The SPL engineering process consists of two major steps:

  1. Domain Engineering, or development for reuse, focuses on core assets development.
  2. Application Engineering, or development with reuse, addresses the development of the final products using core assets and following customer requirements.

Central to both processes is the management of variability across the product line  85. In common language use, the term variability refers to the ability or the tendency to change. Variability management is thus seen as the key feature that distinguishes SPL engineering from other software development approaches  73. Variability management is thus growingly seen as the cornerstone of SPL development, covering the entire development life cycle, from requirements elicitation  117 to product derivation  122 to product testing  101, 100.

Halmans et al.  85 distinguish between essential and technical variability, especially at requirements level. Essential variability corresponds to the customer's viewpoint, defining what to implement, while technical variability relates to product family engineering, defining how to implement it. A classification based on the dimensions of variability is proposed by Pohl et al.  107: beyond variability in time (existence of different versions of an artifact that are valid at different times) and variability in space (existence of an artifact in different shapes at the same time) Pohl et al. claim that variability is important to different stakeholders and thus has different levels of visibility: external variability is visible to the customers while internal variability, that of domain artifacts, is hidden from them. Other classification proposals come from Meekel et al.  95 (feature, hardware platform, performances and attributes variability) or Bass et al.  64 who discusses about variability at the architectural level.

Central to the modeling of variability is the notion of feature, originally defined by Kang et al. as: a prominent or distinctive user-visible aspect, quality or characteristic of a software system or systems  91. Based on this notion of feature, they proposed to use a feature model to model the variability in a SPL. A feature model consists of a feature diagram and other associated information: constraints and dependency rules. Feature diagrams provide a graphical tree-like notation depicting the hierarchical organization of high level product functionalities represented as features. The root of the tree refers to the complete system and is progressively decomposed into more refined features (tree nodes). Relations between nodes (features) are materialized by decomposition edges and textual constraints. Variability can be expressed in several ways. Presence or absence of a feature from a product is modeled using mandatory or optional features. Features are graphically represented as rectangles while some graphical elements (e.g., unfilled circle) are used to describe the variability (e.g., a feature may be optional).

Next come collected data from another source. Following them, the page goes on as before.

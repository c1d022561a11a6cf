//! Deterministic PRNG for randomized machine outputs.
//!
//! SplitMix64: 8 bytes of state, identical sequences on every platform. Seeded
//! from [`WorldClock::seed_for`](crate::world::WorldClock::seed_for) so every
//! peer draws the same recycling result.

use crate::fixed::Fixed64;

/// SplitMix64 pseudo-random number generator.
#[derive(Debug, Clone, PartialEq, Eq, serde::Serialize, serde::Deserialize)]
pub struct SimRng {
    state: u64,
}

impl SimRng {
    pub fn new(seed: u64) -> Self {
        Self { state: seed }
    }

    pub fn next_u64(&mut self) -> u64 {
        self.state = self.state.wrapping_add(0x9E37_79B9_7F4A_7C15);
        let mut z = self.state;
        z = (z ^ (z >> 30)).wrapping_mul(0xBF58_476D_1CE4_E5B9);
        z = (z ^ (z >> 27)).wrapping_mul(0x94D0_49BB_1331_11EB);
        z ^ (z >> 31)
    }

    /// Uniform value in `[0, bound)`. Returns 0 for a zero bound.
    pub fn next_below(&mut self, bound: u32) -> u32 {
        if bound == 0 {
            return 0;
        }
        // Multiply-shift keeps the high bits, which SplitMix mixes best.
        (((self.next_u64() >> 32) * u64::from(bound)) >> 32) as u32
    }

    /// Uniform value in `[low, high]`, inclusive.
    pub fn range_inclusive(&mut self, low: u32, high: u32) -> u32 {
        if high <= low {
            return low;
        }
        low + self.next_below(high - low + 1)
    }

    /// `true` with the given probability, clamped to `[0, 1]`.
    pub fn chance(&mut self, probability: Fixed64) -> bool {
        if probability <= Fixed64::ZERO {
            return false;
        }
        if probability >= Fixed64::from_num(1) {
            return true;
        }
        // For p in (0, 1) the Q32.32 bits are the fraction scaled to 2^32.
        let upper = self.next_u64() >> 32;
        upper < probability.to_bits() as u64
    }

    pub fn state(&self) -> u64 {
        self.state
    }
}
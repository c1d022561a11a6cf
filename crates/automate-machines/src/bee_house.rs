//! Bee house: produces honey on its own, except in winter.

use crate::catalog::{self, HONEY};
use crate::generic::ObjectMachine;
use automate_core::error::AutomateError;
use automate_core::id::LocationId;
use automate_core::item::ItemStack;
use automate_core::machine::{Machine, MachineState};
use automate_core::storage::Storage;
use automate_core::tile::TileArea;
use automate_core::tracked::TrackedStack;
use automate_core::world::{Season, WorldClock};

pub const MACHINE_TYPE: &str = "Bee House";

/// Mornings until the next honey is ready.
const DAYS: u32 = 4;

#[derive(Debug)]
pub struct BeeHouse {
    object: ObjectMachine,
}

impl BeeHouse {
    pub fn new(object: ObjectMachine) -> Self {
        Self { object }
    }

    pub fn object(&self) -> &ObjectMachine {
        &self.object
    }
}

impl Machine for BeeHouse {
    fn machine_type(&self) -> &str {
        self.object.machine_type()
    }

    fn location(&self) -> &LocationId {
        self.object.location()
    }

    fn area(&self) -> TileArea {
        self.object.area()
    }

    fn state(&self, clock: &WorldClock) -> Result<MachineState, AutomateError> {
        if clock.season == Season::Winter {
            return Ok(MachineState::Disabled);
        }
        self.object.object_state()
    }

    fn output(&mut self) -> Result<Option<TrackedStack>, AutomateError> {
        self.object.ready_output()
    }

    fn on_output_taken(&mut self, clock: &WorldClock) -> Result<(), AutomateError> {
        self.object.start(
            None,
            ItemStack::new(catalog::item(HONEY), 1),
            clock.minutes_until_morning(DAYS),
        )
    }

    fn set_input(&mut self, _storage: &Storage, _clock: &WorldClock) -> Result<bool, AutomateError> {
        Ok(false)
    }
}
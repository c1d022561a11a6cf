//! Automate Machines -- the built-in machine catalog.
//!
//! Each module implements [`Machine`](automate_core::machine::Machine) for
//! one host processing object. Recipe-driven machines share
//! [`generic::RecipeMachine`]; passive producers (bee house, crystalarium)
//! and the feed hopper implement the contract directly.
//!
//! [`factory::register_standard`] wires chests and every machine here into a
//! [`HookRegistry`](automate_spatial::HookRegistry).

pub mod bee_house;
pub mod catalog;
pub mod cheese_press;
pub mod crystalarium;
pub mod factory;
pub mod feed_hopper;
pub mod furnace;
pub mod generic;
pub mod keg;
pub mod preserves_jar;
pub mod recycling;

pub use factory::{MACHINE_TYPES, MachineFactory, register_standard};
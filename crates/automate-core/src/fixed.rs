use fixed::types::{I32F32, I64F64};

/// Q32.32 fixed-point: 32 integer bits, 32 fractional bits.
///
/// Used for probabilities and price multipliers so that randomized and
/// derived outputs are identical on every peer.
pub type Fixed64 = I32F32;

/// Ticks are the host simulation's atomic unit of time.
pub type Ticks = u64;

/// Convert an f64 to Fixed64. Use only for initialization, never in the cycle loop.
#[inline]
pub fn f64_to_fixed64(v: f64) -> Fixed64 {
    Fixed64::from_num(v)
}

/// Multiply a whole price by a fixed-point factor, rounding down and
/// saturating at `u32::MAX`.
#[inline]
pub fn scale_price(price: u32, factor: Fixed64) -> u32 {
    let scaled = I64F64::from_num(price) * I64F64::from_num(factor);
    u32::try_from(scaled.to_num::<i64>().max(0)).unwrap_or(u32::MAX)
}
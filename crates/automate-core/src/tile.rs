//! Tile geometry shared by locations, machines, and containers.

use serde::{Deserialize, Serialize};
use std::fmt;

// ---------------------------------------------------------------------------
// Positions
// ---------------------------------------------------------------------------

/// A tile position within one location.
///
/// Ordering is row-major (`y` first, then `x`) so that sorted tile sets read
/// top-left to bottom-right.
#[derive(Debug, Clone, Copy, PartialEq, Eq, Hash, Serialize, Deserialize)]
pub struct TilePosition {
    pub x: i32,
    pub y: i32,
}

impl TilePosition {
    pub fn new(x: i32, y: i32) -> Self {
        Self { x, y }
    }

    /// Manhattan distance to another position.
    pub fn manhattan_distance(&self, other: &TilePosition) -> u32 {
        (self.x - other.x).unsigned_abs() + (self.y - other.y).unsigned_abs()
    }

    pub fn offset(&self, dx: i32, dy: i32) -> Self {
        Self::new(self.x + dx, self.y + dy)
    }

    /// Every other position within `radius` Manhattan distance, in row-major
    /// order. A radius of 1 yields the four cardinal neighbours.
    pub fn neighbors_within(&self, radius: u32) -> impl Iterator<Item = TilePosition> + use<> {
        let r = radius as i32;
        let origin = *self;
        (-r..=r).flat_map(move |dy| {
            let span = r - dy.abs();
            (-span..=span)
                .filter(move |&dx| dx != 0 || dy != 0)
                .map(move |dx| origin.offset(dx, dy))
        })
    }
}

impl PartialOrd for TilePosition {
    fn partial_cmp(&self, other: &Self) -> Option<std::cmp::Ordering> {
        Some(self.cmp(other))
    }
}

impl Ord for TilePosition {
    fn cmp(&self, other: &Self) -> std::cmp::Ordering {
        (self.y, self.x).cmp(&(other.y, other.x))
    }
}

impl fmt::Display for TilePosition {
    fn fmt(&self, f: &mut fmt::Formatter<'_>) -> fmt::Result {
        write!(f, "({}, {})", self.x, self.y)
    }
}

// ---------------------------------------------------------------------------
// Areas
// ---------------------------------------------------------------------------

/// The rectangle of tiles an entity occupies. Origin is the top-left corner.
#[derive(Debug, Clone, Copy, PartialEq, Eq, Hash, Serialize, Deserialize)]
pub struct TileArea {
    pub origin: TilePosition,
    pub width: u32,
    pub height: u32,
}

impl TileArea {
    pub fn new(origin: TilePosition, width: u32, height: u32) -> Self {
        Self {
            origin,
            width: width.max(1),
            height: height.max(1),
        }
    }

    /// A 1x1 area.
    pub fn single(origin: TilePosition) -> Self {
        Self::new(origin, 1, 1)
    }

    /// Iterate over all tiles in the area, row by row.
    pub fn tiles(&self) -> impl Iterator<Item = TilePosition> + use<> {
        let w = self.width as i32;
        let h = self.height as i32;
        let origin = self.origin;
        (0..h).flat_map(move |dy| (0..w).map(move |dx| origin.offset(dx, dy)))
    }

    pub fn contains(&self, tile: TilePosition) -> bool {
        tile.x >= self.origin.x
            && tile.y >= self.origin.y
            && tile.x < self.origin.x + self.width as i32
            && tile.y < self.origin.y + self.height as i32
    }
}

impl fmt::Display for TileArea {
    fn fmt(&self, f: &mut fmt::Formatter<'_>) -> fmt::Result {
        if self.width == 1 && self.height == 1 {
            write!(f, "{}", self.origin)
        } else {
            write!(f, "{} {}x{}", self.origin, self.width, self.height)
        }
    }
}
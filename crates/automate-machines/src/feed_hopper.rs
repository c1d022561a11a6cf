//! Feed hopper: moves hay from the network into the farm's silos.
//!
//! It has no output stage and never processes; it drains storage into a
//! world counter and is disabled while the silos are full.

use crate::catalog::HAY;
use automate_core::error::AutomateError;
use automate_core::id::LocationId;
use automate_core::item::Item;
use automate_core::machine::{Machine, MachineState};
use automate_core::storage::Storage;
use automate_core::tile::TileArea;
use automate_core::tracked::TrackedStack;
use automate_core::world::{FarmHandle, WorldClock};
use tracing::trace;

pub const MACHINE_TYPE: &str = "Feed Hopper";

#[derive(Debug)]
pub struct FeedHopper {
    location: LocationId,
    area: TileArea,
    farm: FarmHandle,
}

impl FeedHopper {
    pub fn new(location: LocationId, area: TileArea, farm: FarmHandle) -> Self {
        Self {
            location,
            area,
            farm,
        }
    }
}

impl Machine for FeedHopper {
    fn machine_type(&self) -> &str {
        MACHINE_TYPE
    }

    fn location(&self) -> &LocationId {
        &self.location
    }

    fn area(&self) -> TileArea {
        self.area
    }

    fn state(&self, _clock: &WorldClock) -> Result<MachineState, AutomateError> {
        if self.farm.borrow()?.hay_space() == 0 {
            return Ok(MachineState::Disabled);
        }
        Ok(MachineState::Empty)
    }

    fn output(&mut self) -> Result<Option<TrackedStack>, AutomateError> {
        Ok(None)
    }

    fn on_output_taken(&mut self, _clock: &WorldClock) -> Result<(), AutomateError> {
        Ok(())
    }

    fn set_input(&mut self, storage: &Storage, _clock: &WorldClock) -> Result<bool, AutomateError> {
        let space = self.farm.borrow()?.hay_space();
        let Some(sample) = first_hay(storage)? else {
            return Ok(false);
        };
        // One reservation only gathers hay that stacks with the first match.
        let matches = |item: &Item| item.item_type == HAY && item.can_stack_with(&sample);
        let amount = space.min(storage.count_matching(matches)?);
        if amount == 0 || !storage.try_consume(matches, amount)? {
            return Ok(false);
        }
        self.farm.borrow_mut()?.hay += amount;
        trace!(location = %self.location, amount, "moved hay into silos");
        Ok(true)
    }
}

fn first_hay(storage: &Storage) -> Result<Option<Item>, AutomateError> {
    for stack in storage.items() {
        let stack = stack?;
        if stack.item().item_type == HAY {
            return Ok(Some(stack.item().clone()));
        }
    }
    Ok(None)
}

#[cfg(test)]
mod tests {
    use super::*;
    use crate::catalog;
    use crate::generic::testing::storage_with;
    use automate_core::tile::TilePosition;
    use automate_core::item::Quality;
    use automate_core::world::FarmCounters;

    fn hopper(hay: u32, silo_capacity: u32) -> (FeedHopper, FarmHandle) {
        let farm = FarmHandle::new(FarmCounters { hay, silo_capacity });
        let hopper = FeedHopper::new(
            LocationId::new("Farm"),
            TileArea::single(TilePosition::new(1, 0)),
            farm.clone(),
        );
        (hopper, farm)
    }

    #[test]
    fn fills_silo_up_to_capacity() {
        let (mut hopper, farm) = hopper(230, 240);
        let (storage, inventory) = storage_with(&[(catalog::item(HAY), 25)]);
        let clock = WorldClock::default();

        assert_eq!(hopper.state(&clock).unwrap(), MachineState::Empty);
        assert!(hopper.set_input(&storage, &clock).unwrap());
        assert_eq!(farm.borrow().unwrap().hay, 240);
        assert_eq!(inventory.borrow().unwrap().count_of(HAY), 15);
        assert_eq!(hopper.state(&clock).unwrap(), MachineState::Disabled);
    }

    #[test]
    fn mixed_quality_hay_moves_one_run_at_a_time() {
        let (mut hopper, farm) = hopper(0, 240);
        let gold = catalog::item(HAY).with_quality(Quality::Gold);
        let (storage, inventory) = storage_with(&[(gold, 5), (catalog::item(HAY), 10)]);
        let clock = WorldClock::default();

        assert!(hopper.set_input(&storage, &clock).unwrap());
        assert_eq!(farm.borrow().unwrap().hay, 5);
        assert!(hopper.set_input(&storage, &clock).unwrap());
        assert_eq!(farm.borrow().unwrap().hay, 15);
        assert_eq!(inventory.borrow().unwrap().count_of(HAY), 0);
    }

    #[test]
    fn no_hay_no_change() {
        let (mut hopper, farm) = hopper(0, 240);
        let (storage, _) = storage_with(&[]);
        assert!(!hopper.set_input(&storage, &WorldClock::default()).unwrap());
        assert_eq!(farm.borrow().unwrap().hay, 0);
        assert!(hopper.output().unwrap().is_none());
    }
}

Features can be organized into feature groups. Boolean operators exclusive alternative (XOR), inclusive alternative (OR) or inclusive (AND) are used to select one, several or all the features from a feature group. Dependencies between features can be modeled using textual constraints: requires (presence of a feature requires the presence of another), mutex (presence of a feature automatically excludes another). Feature attributes can be also used for modeling quantitative (e.g., numerical) information. Constraints over attributes and features can be specified as well.

Modeling variability allows an organization to capture and select which version of which variant of any particular aspect is wanted in the system  73. To implement it cheaply, quickly and safely, redoing by hand the tedious weaving of every aspect is not an option: some form of automation is needed to leverage the modeling of variability  68. Model Driven Engineering (MDE) makes it possible to automate this weaving process  90. This requires that models are no longer informal, and that the weaving process is itself described as a program (which is as a matter of facts an executable meta-model  99) manipulating these models to produce for instance a detailed design that can ultimately be transformed to code, or to test suites  106, or other software artifacts.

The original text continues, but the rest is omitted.